Quico Chacón

Personal information
- Full name: Carlos Francisco Córdoba Chacón
- Date of birth: 17 January 1934 (age 91)
- Place of birth: San Isidro de Coronado, Costa Rica
- Position(s): Central Defender

Senior career*
- Years: Team / Apps / (Gls)
- 1947–1950: La Libertad / 16 / (0)
- Club Sport Uruguay
- 1956–1957: Atlas / 10 / (3)
- Club Sport Uruguay / 87 / (1)

International career
- 1953: Costa Rica / 1 / (0)

= Quico Chacón =

Costa Rican footballer (born 1934)

Carlos Francisco Córdoba Chacón, commonly known as Quico Chacón, (born 1 January 1934) is a former professional footballer who played in the Costa Rican Primera División and Mexican Primera División.

==Club career==
Born in San Isidro de Coronado, Vázquez de Coronado, Chacón played as a central defender. He became the youngest player in the Costa Rican Primera División when he debuted for La Libertad on 17 August 1947 against Cartaginés. Chacón was playing for La Libertad's reserves and was just 13 years and 8 months old at the time.

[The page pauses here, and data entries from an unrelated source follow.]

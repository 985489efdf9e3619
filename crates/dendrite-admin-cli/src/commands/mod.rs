//! Command handlers grouped by concern.

pub(crate) mod directory;
pub(crate) mod register;
pub(crate) mod rooms;
pub(crate) mod server;
pub(crate) mod users;
//! Two-phase shared-secret registration handshake.
//!
//! Phase one fetches a single-use nonce; phase two proves knowledge of the
//! server-side shared secret with an HMAC-SHA1 over a canonical byte
//! sequence and submits the new account. A stale or reused nonce is
//! rejected by the server; the caller must fetch a fresh one.

use hmac::{Hmac, Mac};
use sha1::Sha1;
use tracing::info;

use crate::client::{AdminClient, ensure_success};
use crate::error::Result;
use crate::models::{NonceEnvelope, RegisteredUser};

type HmacSha1 = Hmac<Sha1>;

/// Parameters for the registration submission.
#[derive(Debug, Clone)]
pub struct RegistrationRequest {
    /// Single-use nonce from [`AdminClient::register_nonce`].
    pub nonce: String,
    /// Shared secret configured on the server.
    pub shared_secret: String,
    /// Localpart of the account to create.
    pub username: String,
    /// Initial password for the account.
    pub password: String,
    /// Display name; defaults to the username when absent.
    pub displayname: Option<String>,
    /// Whether to grant the new account server admin rights.
    pub admin: bool,
}

/// Canonical HMAC message: `nonce 0x00 username 0x00 password 0x00
/// ("admin" | "notadmin")`.
///
/// Servers validate the literal byte sequence, NUL separators included;
/// the ordering here is load-bearing.
fn mac_message(nonce: &str, username: &str, password: &str, admin: bool) -> Vec<u8> {
    let admin_flag: &[u8] = if admin { b"admin" } else { b"notadmin" };
    let mut message =
        Vec::with_capacity(nonce.len() + username.len() + password.len() + admin_flag.len() + 3);
    message.extend_from_slice(nonce.as_bytes());
    message.push(0x00);
    message.extend_from_slice(username.as_bytes());
    message.push(0x00);
    message.extend_from_slice(password.as_bytes());
    message.push(0x00);
    message.extend_from_slice(admin_flag);
    message
}

/// Hex-encoded HMAC-SHA1 of `message` keyed with `key`.
fn mac_hex(key: &[u8], message: &[u8]) -> String {
    let mut mac = HmacSha1::new_from_slice(key).expect("HMAC accepts keys of any length");
    mac.update(message);
    hex::encode(mac.finalize().into_bytes())
}

/// Compute the registration MAC for the given request fields.
#[must_use]
pub fn registration_mac(
    shared_secret: &str,
    nonce: &str,
    username: &str,
    password: &str,
    admin: bool,
) -> String {
    mac_hex(
        shared_secret.as_bytes(),
        &mac_message(nonce, username, password, admin),
    )
}

impl AdminClient {
    /// Fetch a single-use nonce for shared-secret registration. No
    /// authentication is required for this step.
    ///
    /// # Errors
    ///
    /// The usual remote contract.
    pub async fn register_nonce(&self) -> Result<String> {
        info!("requesting registration nonce");
        let url = self.endpoint(&["_synapse", "admin", "v1", "register"])?;
        let response = self.http().get(url).send().await?;
        let response = ensure_success("registration nonce", response).await?;
        let envelope: NonceEnvelope = response.json().await?;
        Ok(envelope.nonce)
    }

    /// Submit a shared-secret registration for a consumed nonce.
    ///
    /// # Errors
    ///
    /// [`crate::Error::PasswordTooLong`] locally when the password exceeds
    /// 72 UTF-8 bytes and the override is not set. A wrong shared secret
    /// or a stale/reused nonce surfaces as a 4xx
    /// [`crate::Error::Remote`]; the caller must fetch a fresh nonce, the
    /// client does not retry.
    pub async fn register(&self, request: &RegistrationRequest) -> Result<RegisteredUser> {
        self.check_password_length(&request.password)?;

        let mac = registration_mac(
            &request.shared_secret,
            &request.nonce,
            &request.username,
            &request.password,
            request.admin,
        );
        let displayname = request
            .displayname
            .as_deref()
            .unwrap_or(&request.username);

        info!(username = %request.username, "registering user");
        let body = serde_json::json!({
            "nonce": request.nonce,
            "username": request.username,
            "displayname": displayname,
            "password": request.password,
            "admin": if request.admin { "admin" } else { "notadmin" },
            "mac": mac,
        });
        let url = self.endpoint(&["_synapse", "admin", "v1", "register"])?;
        let response = self.http().post(url).json(&body).send().await?;
        let response = ensure_success(&request.username, response).await?;
        Ok(response.json().await?)
    }
}

#[cfg(test)]
mod tests {
    use super::*;
    use crate::error::Error;
    use httpmock::MockServer;
    use httpmock::prelude::*;
    use serde_json::json;

    #[test]
    fn mac_message_uses_nul_separators_in_canonical_order() {
        assert_eq!(
            mac_message("thenonce", "alice", "hunter2", false),
            b"thenonce\x00alice\x00hunter2\x00notadmin"
        );
        assert_eq!(
            mac_message("thenonce", "alice", "hunter2", true),
            b"thenonce\x00alice\x00hunter2\x00admin"
        );
    }

    #[test]
    fn mac_hex_matches_rfc_2202_vector() {
        // RFC 2202 test case 2 for HMAC-SHA1.
        assert_eq!(
            mac_hex(b"Jefe", b"what do ya do for a nonce?"),
            "effcdf6ae5eb2fa2d27416d5f184df9c259a7c79"
        );
    }

    #[test]
    fn changing_any_component_changes_the_mac() {
        let base = registration_mac("secret", "nonce", "alice", "hunter2", false);
        assert_ne!(base, registration_mac("secret", "nonce", "alice", "hunter2", true));
        assert_ne!(base, registration_mac("secret", "nonce", "alicia", "hunter2", false));
        assert_ne!(base, registration_mac("wrong", "nonce", "alice", "hunter2", false));
    }

    #[tokio::test]
    async fn register_nonce_issues_get_request() {
        let server = MockServer::start_async().await;
        let mock = server.mock(|when, then| {
            when.method(GET).path("/_synapse/admin/v1/register");
            then.status(200).json_body(json!({"nonce": "abc123"}));
        });

        let client = AdminClient::builder(
            server.base_url().parse().expect("valid URL"),
            "syt_admin",
        )
        .build()
        .expect("client builds");

        let nonce = client.register_nonce().await.expect("nonce fetched");
        assert_eq!(nonce, "abc123");
        mock.assert();
    }

    #[tokio::test]
    async fn register_submits_canonical_payload() {
        let server = MockServer::start_async().await;
        let mac = registration_mac("s3cret", "abc123", "alice", "hunter2", true);
        let mock = server.mock(move |when, then| {
            when.method(POST)
                .path("/_synapse/admin/v1/register")
                .json_body(json!({
                    "nonce": "abc123",
                    "username": "alice",
                    "displayname": "Alice",
                    "password": "hunter2",
                    "admin": "admin",
                    "mac": mac,
                }));
            then.status(200).json_body(json!({
                "access_token": "syt_alice",
                "user_id": "@alice:example.test",
                "home_server": "example.test",
                "device_id": "DEV",
            }));
        });

        let client = AdminClient::builder(
            server.base_url().parse().expect("valid URL"),
            "syt_admin",
        )
        .build()
        .expect("client builds");

        let registered = client
            .register(&RegistrationRequest {
                nonce: "abc123".to_string(),
                shared_secret: "s3cret".to_string(),
                username: "alice".to_string(),
                password: "hunter2".to_string(),
                displayname: Some("Alice".to_string()),
                admin: true,
            })
            .await
            .expect("registration succeeds");
        assert_eq!(registered.user_id, "@alice:example.test");
        mock.assert();
    }

    #[tokio::test]
    async fn register_rejects_long_password_locally() {
        let server = MockServer::start_async().await;
        let mock = server.mock(|when, then| {
            when.method(POST).path("/_synapse/admin/v1/register");
            then.status(200).json_body(json!({}));
        });

        let client = AdminClient::builder(
            server.base_url().parse().expect("valid URL"),
            "syt_admin",
        )
        .build()
        .expect("client builds");

        let err = client
            .register(&RegistrationRequest {
                nonce: "abc123".to_string(),
                shared_secret: "s3cret".to_string(),
                username: "alice".to_string(),
                password: "x".repeat(80),
                displayname: None,
                admin: false,
            })
            .await
            .expect_err("long password should fail locally");
        assert!(matches!(err, Error::PasswordTooLong { bytes: 80 }));
        assert_eq!(mock.hits(), 0);
    }

    #[tokio::test]
    async fn reused_nonce_surfaces_server_rejection() {
        let server = MockServer::start_async().await;
        server.mock(|when, then| {
            when.method(POST).path("/_synapse/admin/v1/register");
            then.status(400)
                .json_body(json!({"errcode": "M_UNKNOWN", "error": "unknown nonce"}));
        });

        let client = AdminClient::builder(
            server.base_url().parse().expect("valid URL"),
            "syt_admin",
        )
        .build()
        .expect("client builds");

        let err = client
            .register(&RegistrationRequest {
                nonce: "stale".to_string(),
                shared_secret: "s3cret".to_string(),
                username: "alice".to_string(),
                password: "hunter2".to_string(),
                displayname: None,
                admin: false,
            })
            .await
            .expect_err("stale nonce should fail");
        assert!(matches!(err, Error::Remote { status, .. } if status.as_u16() == 400));
    }
}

Chacón joined La Libertad's first team in 1949, and would play for Club Sport Uruguay and the Mexican Primera División's Club Atlas before retiring.

==International career==
Chacón made one appearance for the Costa Rica national football team on 17 March 1953 against Nicaragua, helping Costa Rica win the 1953 CCCF Championship.